Monday, February 27, 2006

Appointment and Final Ultrasound

I went in for my appointment today. Doc did an ultrasound and she says it looks like everything has passed. The plan is to do weekly betas and follow my levels down to 0. Then, as soon as they are down to 0 and I get the next period, we'll schedule the HSG. If everything looks clear on that, we'll be given the green light to start trying again. My hormone levels after the D&C took an unusually long time to get back to 0; 35 days after the D&C my levels were still hovering at 30. So I am really curious and quite anxious to see how long it will take this time. Of course, last year, my hormone levels were coming down from almost 200,000 whereas now I only have to get down from just under 6000. I had my blood draw today so hopefully I'll be able to go get the results tomorrow.

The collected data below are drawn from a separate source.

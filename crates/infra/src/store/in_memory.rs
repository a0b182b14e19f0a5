use std::collections::{BTreeMap, BTreeSet};
use std::sync::{RwLock, RwLockReadGuard, RwLockWriteGuard};

use async_trait::async_trait;
use chrono::Utc;

use geoaccess_auth::{
    Country, Department, GrantBatchOutcome, GrantKey, Permission, PermissionRemoval, Region, Role,
    ScopedGrant, User, UserDraft,
};
use geoaccess_core::entity::sort_by_name;
use geoaccess_core::{CountryId, DepartmentId, Entity, PermissionId, RegionId, RoleId, UserId};

use super::r#trait::{
    CatalogStore, DirectoryStore, GeographyStore, StoreError, StoreResult, constraints,
};

/// Per-table id sequences (first id handed out is 1).
#[derive(Debug, Default)]
struct Sequences {
    country: i64,
    region: i64,
    department: i64,
    role: i64,
    permission: i64,
    user: i64,
}

impl Sequences {
    fn next(counter: &mut i64) -> i64 {
        *counter += 1;
        *counter
    }
}

#[derive(Debug, Default)]
struct Tables {
    seq: Sequences,
    countries: BTreeMap<CountryId, Country>,
    regions: BTreeMap<RegionId, Region>,
    departments: BTreeMap<DepartmentId, Department>,
    roles: BTreeMap<RoleId, Role>,
    permissions: BTreeMap<PermissionId, Permission>,
    role_permissions: BTreeSet<(RoleId, PermissionId)>,
    users: BTreeMap<UserId, User>,
    /// Keyed by the canonical grant key, which is what makes the uniqueness
    /// constraint hold structurally.
    grants: BTreeMap<(UserId, GrantKey), ScopedGrant>,
}

impl Tables {
    /// Check every foreign key of a grant row.
    fn check_grant_references(&self, user_id: UserId, key: &GrantKey) -> StoreResult<()> {
        if !self.users.contains_key(&user_id) {
            return Err(StoreError::foreign_key(constraints::USER_PERMISSIONS_USER));
        }
        if !self.permissions.contains_key(&key.permission_id) {
            return Err(StoreError::foreign_key(constraints::USER_PERMISSIONS_PERMISSION));
        }
        if key.scope.country_id.is_some_and(|id| !self.countries.contains_key(&id)) {
            return Err(StoreError::foreign_key(constraints::USER_PERMISSIONS_COUNTRY));
        }
        if key.scope.region_id.is_some_and(|id| !self.regions.contains_key(&id)) {
            return Err(StoreError::foreign_key(constraints::USER_PERMISSIONS_REGION));
        }
        if key.scope.department_id.is_some_and(|id| !self.departments.contains_key(&id)) {
            return Err(StoreError::foreign_key(constraints::USER_PERMISSIONS_DEPARTMENT));
        }
        Ok(())
    }

    /// Skip-on-conflict insert. All references are checked before the first
    /// row is written so a rejected batch leaves no trace.
    fn insert_grant_rows(&mut self, user_id: UserId, grants: &[GrantKey]) -> StoreResult<GrantBatchOutcome> {
        for key in grants {
            self.check_grant_references(user_id, key)?;
        }

        let now = Utc::now();
        let mut outcome = GrantBatchOutcome::default();
        for key in grants {
            let slot = (user_id, *key);
            if self.grants.contains_key(&slot) {
                outcome.skipped.push(*key);
                continue;
            }
            self.grants.insert(
                slot,
                ScopedGrant {
                    user_id,
                    permission_id: key.permission_id,
                    scope: key.scope,
                    granted_at: now,
                },
            );
            outcome.inserted.push(*key);
        }
        Ok(outcome)
    }
}

fn sorted<'a, E>(rows: impl Iterator<Item = &'a E>) -> Vec<E>
where
    E: Entity + Clone + 'a,
{
    let mut out: Vec<E> = rows.cloned().collect();
    sort_by_name(&mut out);
    out
}

/// In-memory storage engine.
///
/// Intended for tests/dev. A single lock guards every table and each trait
/// method holds it for its whole duration, so multi-row operations are atomic
/// exactly like a database transaction.
#[derive(Debug, Default)]
pub struct InMemoryStore {
    tables: RwLock<Tables>,
}

impl InMemoryStore {
    pub fn new() -> Self {
        Self::default()
    }

    fn read(&self) -> StoreResult<RwLockReadGuard<'_, Tables>> {
        self.tables
            .read()
            .map_err(|_| StoreError::Backend("lock poisoned".to_string()))
    }

    fn write(&self) -> StoreResult<RwLockWriteGuard<'_, Tables>> {
        self.tables
            .write()
            .map_err(|_| StoreError::Backend("lock poisoned".to_string()))
    }
}

#[async_trait]
impl GeographyStore for InMemoryStore {
    async fn insert_country(&self, name: &str) -> StoreResult<Country> {
        let mut t = self.write()?;
        if t.countries.values().any(|c| c.name == name) {
            return Err(StoreError::unique(constraints::COUNTRIES_NAME));
        }
        let country = Country {
            id: CountryId::from_db(Sequences::next(&mut t.seq.country)),
            name: name.to_string(),
        };
        t.countries.insert(country.id, country.clone());
        Ok(country)
    }

    async fn insert_region(&self, country_id: CountryId, name: &str) -> StoreResult<Region> {
        let mut t = self.write()?;
        if !t.countries.contains_key(&country_id) {
            return Err(StoreError::foreign_key(constraints::REGIONS_COUNTRY));
        }
        if t.regions.values().any(|r| r.country_id == country_id && r.name == name) {
            return Err(StoreError::unique(constraints::REGIONS_COUNTRY_NAME));
        }
        let region = Region {
            id: RegionId::from_db(Sequences::next(&mut t.seq.region)),
            country_id,
            name: name.to_string(),
        };
        t.regions.insert(region.id, region.clone());
        Ok(region)
    }

    async fn insert_department(&self, region_id: RegionId, name: &str) -> StoreResult<Department> {
        let mut t = self.write()?;
        if !t.regions.contains_key(&region_id) {
            return Err(StoreError::foreign_key(constraints::DEPARTMENTS_REGION));
        }
        if t.departments.values().any(|d| d.region_id == region_id && d.name == name) {
            return Err(StoreError::unique(constraints::DEPARTMENTS_REGION_NAME));
        }
        let department = Department {
            id: DepartmentId::from_db(Sequences::next(&mut t.seq.department)),
            region_id,
            name: name.to_string(),
        };
        t.departments.insert(department.id, department.clone());
        Ok(department)
    }

    async fn country(&self, id: CountryId) -> StoreResult<Option<Country>> {
        Ok(self.read()?.countries.get(&id).cloned())
    }

    async fn region(&self, id: RegionId) -> StoreResult<Option<Region>> {
        Ok(self.read()?.regions.get(&id).cloned())
    }

    async fn department(&self, id: DepartmentId) -> StoreResult<Option<Department>> {
        Ok(self.read()?.departments.get(&id).cloned())
    }

    async fn country_by_name(&self, name: &str) -> StoreResult<Option<Country>> {
        Ok(self.read()?.countries.values().find(|c| c.name == name).cloned())
    }

    async fn region_by_name(&self, country_id: CountryId, name: &str) -> StoreResult<Option<Region>> {
        Ok(self
            .read()?
            .regions
            .values()
            .find(|r| r.country_id == country_id && r.name == name)
            .cloned())
    }

    async fn department_by_name(&self, region_id: RegionId, name: &str) -> StoreResult<Option<Department>> {
        Ok(self
            .read()?
            .departments
            .values()
            .find(|d| d.region_id == region_id && d.name == name)
            .cloned())
    }

    async fn countries(&self) -> StoreResult<Vec<Country>> {
        Ok(sorted(self.read()?.countries.values()))
    }

    async fn regions(&self, country_id: Option<CountryId>) -> StoreResult<Vec<Region>> {
        let t = self.read()?;
        Ok(sorted(
            t.regions
                .values()
                .filter(|r| country_id.is_none_or(|c| r.country_id == c)),
        ))
    }

    async fn departments(&self, region_id: Option<RegionId>) -> StoreResult<Vec<Department>> {
        let t = self.read()?;
        Ok(sorted(
            t.departments
                .values()
                .filter(|d| region_id.is_none_or(|r| d.region_id == r)),
        ))
    }
}

#[async_trait]
impl CatalogStore for InMemoryStore {
    async fn insert_role(&self, name: &str, description: Option<&str>) -> StoreResult<Role> {
        let mut t = self.write()?;
        if t.roles.values().any(|r| r.name == name) {
            return Err(StoreError::unique(constraints::ROLES_NAME));
        }
        let role = Role {
            id: RoleId::from_db(Sequences::next(&mut t.seq.role)),
            name: name.to_string(),
            description: description.map(str::to_string),
        };
        t.roles.insert(role.id, role.clone());
        Ok(role)
    }

    async fn insert_permission(&self, name: &str, description: Option<&str>) -> StoreResult<Permission> {
        let mut t = self.write()?;
        if t.permissions.values().any(|p| p.name == name) {
            return Err(StoreError::unique(constraints::PERMISSIONS_NAME));
        }
        let permission = Permission {
            id: PermissionId::from_db(Sequences::next(&mut t.seq.permission)),
            name: name.to_string(),
            description: description.map(str::to_string),
        };
        t.permissions.insert(permission.id, permission.clone());
        Ok(permission)
    }

    async fn role(&self, id: RoleId) -> StoreResult<Option<Role>> {
        Ok(self.read()?.roles.get(&id).cloned())
    }

    async fn permission(&self, id: PermissionId) -> StoreResult<Option<Permission>> {
        Ok(self.read()?.permissions.get(&id).cloned())
    }

    async fn role_by_name(&self, name: &str) -> StoreResult<Option<Role>> {
        Ok(self.read()?.roles.values().find(|r| r.name == name).cloned())
    }

    async fn permission_by_name(&self, name: &str) -> StoreResult<Option<Permission>> {
        Ok(self.read()?.permissions.values().find(|p| p.name == name).cloned())
    }

    async fn roles(&self) -> StoreResult<Vec<Role>> {
        Ok(sorted(self.read()?.roles.values()))
    }

    async fn permissions(&self) -> StoreResult<Vec<Permission>> {
        Ok(sorted(self.read()?.permissions.values()))
    }

    async fn role_permission_pairs(&self) -> StoreResult<Vec<(RoleId, PermissionId)>> {
        Ok(self.read()?.role_permissions.iter().copied().collect())
    }

    async fn role_permissions(&self, role_id: RoleId) -> StoreResult<Vec<Permission>> {
        let t = self.read()?;
        Ok(sorted(
            t.role_permissions
                .iter()
                .filter(|(r, _)| *r == role_id)
                .filter_map(|(_, p)| t.permissions.get(p)),
        ))
    }

    async fn insert_role_permission(&self, role_id: RoleId, permission_id: PermissionId) -> StoreResult<()> {
        let mut t = self.write()?;
        if !t.roles.contains_key(&role_id) {
            return Err(StoreError::foreign_key(constraints::ROLE_PERMISSIONS_ROLE));
        }
        if !t.permissions.contains_key(&permission_id) {
            return Err(StoreError::foreign_key(constraints::ROLE_PERMISSIONS_PERMISSION));
        }
        if !t.role_permissions.insert((role_id, permission_id)) {
            return Err(StoreError::unique(constraints::ROLE_PERMISSIONS_PAIR));
        }
        Ok(())
    }

    async fn remove_role_permission(&self, role_id: RoleId, permission_id: PermissionId) -> StoreResult<bool> {
        Ok(self.write()?.role_permissions.remove(&(role_id, permission_id)))
    }

    async fn delete_role(&self, id: RoleId) -> StoreResult<Option<Role>> {
        let mut t = self.write()?;
        if t.role_permissions.iter().any(|(r, _)| *r == id) {
            return Err(StoreError::foreign_key(constraints::ROLE_PERMISSIONS_ROLE));
        }
        if t.users.values().any(|u| u.role_id == id) {
            return Err(StoreError::foreign_key(constraints::USERS_ROLE));
        }
        Ok(t.roles.remove(&id))
    }

    async fn delete_permission_cascade(&self, id: PermissionId) -> StoreResult<Option<PermissionRemoval>> {
        let mut t = self.write()?;
        let Some(permission) = t.permissions.get(&id).cloned() else {
            return Ok(None);
        };

        let links_before = t.role_permissions.len();
        t.role_permissions.retain(|(_, p)| *p != id);
        let role_links_removed = (links_before - t.role_permissions.len()) as u64;

        let grants_before = t.grants.len();
        t.grants.retain(|(_, key), _| key.permission_id != id);
        let user_grants_removed = (grants_before - t.grants.len()) as u64;

        t.permissions.remove(&id);

        Ok(Some(PermissionRemoval {
            permission,
            role_links_removed,
            user_grants_removed,
        }))
    }
}

#[async_trait]
impl DirectoryStore for InMemoryStore {
    async fn insert_user_with_grants(
        &self,
        draft: UserDraft,
        grants: &[GrantKey],
    ) -> StoreResult<(User, GrantBatchOutcome)> {
        let mut t = self.write()?;

        if !t.roles.contains_key(&draft.role_id) {
            return Err(StoreError::foreign_key(constraints::USERS_ROLE));
        }
        if draft.department_id.is_some_and(|d| !t.departments.contains_key(&d)) {
            return Err(StoreError::foreign_key(constraints::USERS_DEPARTMENT));
        }
        if t.users.values().any(|u| u.email == draft.email) {
            return Err(StoreError::unique(constraints::USERS_EMAIL));
        }

        let id = UserId::from_db(Sequences::next(&mut t.seq.user));
        let user = User {
            id,
            name: draft.name,
            email: draft.email,
            credential: draft.credential,
            role_id: draft.role_id,
            department_id: draft.department_id,
            created_at: Utc::now(),
        };
        t.users.insert(id, user.clone());

        match t.insert_grant_rows(id, grants) {
            Ok(outcome) => Ok((user, outcome)),
            Err(err) => {
                // Roll back the user row: the unit is all-or-nothing.
                t.users.remove(&id);
                Err(err)
            }
        }
    }

    async fn insert_grants(&self, user_id: UserId, grants: &[GrantKey]) -> StoreResult<GrantBatchOutcome> {
        self.write()?.insert_grant_rows(user_id, grants)
    }

    async fn remove_grant(&self, user_id: UserId, key: &GrantKey) -> StoreResult<bool> {
        Ok(self.write()?.grants.remove(&(user_id, *key)).is_some())
    }

    async fn user(&self, id: UserId) -> StoreResult<Option<User>> {
        Ok(self.read()?.users.get(&id).cloned())
    }

    async fn user_by_email(&self, email: &str) -> StoreResult<Option<User>> {
        Ok(self.read()?.users.values().find(|u| u.email == email).cloned())
    }

    async fn users(&self) -> StoreResult<Vec<User>> {
        Ok(sorted(self.read()?.users.values()))
    }

    async fn grants(&self, user_id: Option<UserId>) -> StoreResult<Vec<ScopedGrant>> {
        let t = self.read()?;
        Ok(t.grants
            .iter()
            .filter(|((u, _), _)| user_id.is_none_or(|id| *u == id))
            .map(|(_, g)| g.clone())
            .collect())
    }

    async fn delete_user(&self, id: UserId) -> StoreResult<Option<User>> {
        let mut t = self.write()?;
        let removed = t.users.remove(&id);
        if removed.is_some() {
            t.grants.retain(|(u, _), _| *u != id);
        }
        Ok(removed)
    }
}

The only other news of note was my progesterone levels. I had my blood draw at 8dpo of this cycle and my level was 9.3. She said she'd like to see 10. Was it low because it was already a doomed pregnancy? Or was it a doomed pregnancy because it was low? Who knows. At any rate, she said we'd try supplements next time. I'm sure after the HSG we'll discuss those details. She also said we'd do a lot more monitoring. She tried to sound very upbeat and positive which I was glad of. I made it through the appointment just fine and didn't lose it till the lady at the hospital tried to take my blood and messed up the first time. She was nice and tried to be comforting but I just wanted to be out of there. For the rest of my blood draws I hope to be able to get my SIL's nurse to do them because she can always get me on the first try with very little pain.

I'm not really sure how I feel right now. Relieved that the m/c seems to be over and I hopefully won't have to do another D&C. Anxious for my levels to drop. Looking forward to what the HSG might show. Lots of emotions. I'm sure I'll work through them all in the coming weeks. Thanks for everyone's nice comments and supports. It is so important to know that one is not alone. Even though I have a good support system of friends and family, a simple comment from someone who's been there means so much.

2 comments:

lorem ipsum said...

Progesterone is tricky. It's unknown still whether low levels cause loss or if loss causes low levels. I'm on progesterone too, and it's not fun. (Mine was 11.5 a month after my first loss, and although that's supposedly normal it's way on the low end.) But we do what it takes, because maybe one day we'll get it right.

Josefina said...

Hi!
On one side, I'm really sorry to hear that definitively there's no baby, but on the other side, I'm glad finally you got out of that uncertainty. I've become to the conclusion that uncertainty is one of the worst sensations/feelings one can have. Apart from the unsecure feeling you have, there's this constant fight with ourselves between hope/anger/dissapointment/calm/hope again and so on...
So that's why I tell you that on one side I'm glad that you can finally eliminate that uncertainty, but of course, I would have preferred a thousand times that for some unknown reason everything had been fine.
Anyway, as I told you the other day, everything happens for a reason, some day maybe you will understand...and I'm totally sure that as you said, 3rd time is the one (I don't remember how that phrase goes in english, in spanish it's something like: 3rd time is the beaten). Best wishes and hope to hear good news asap!!!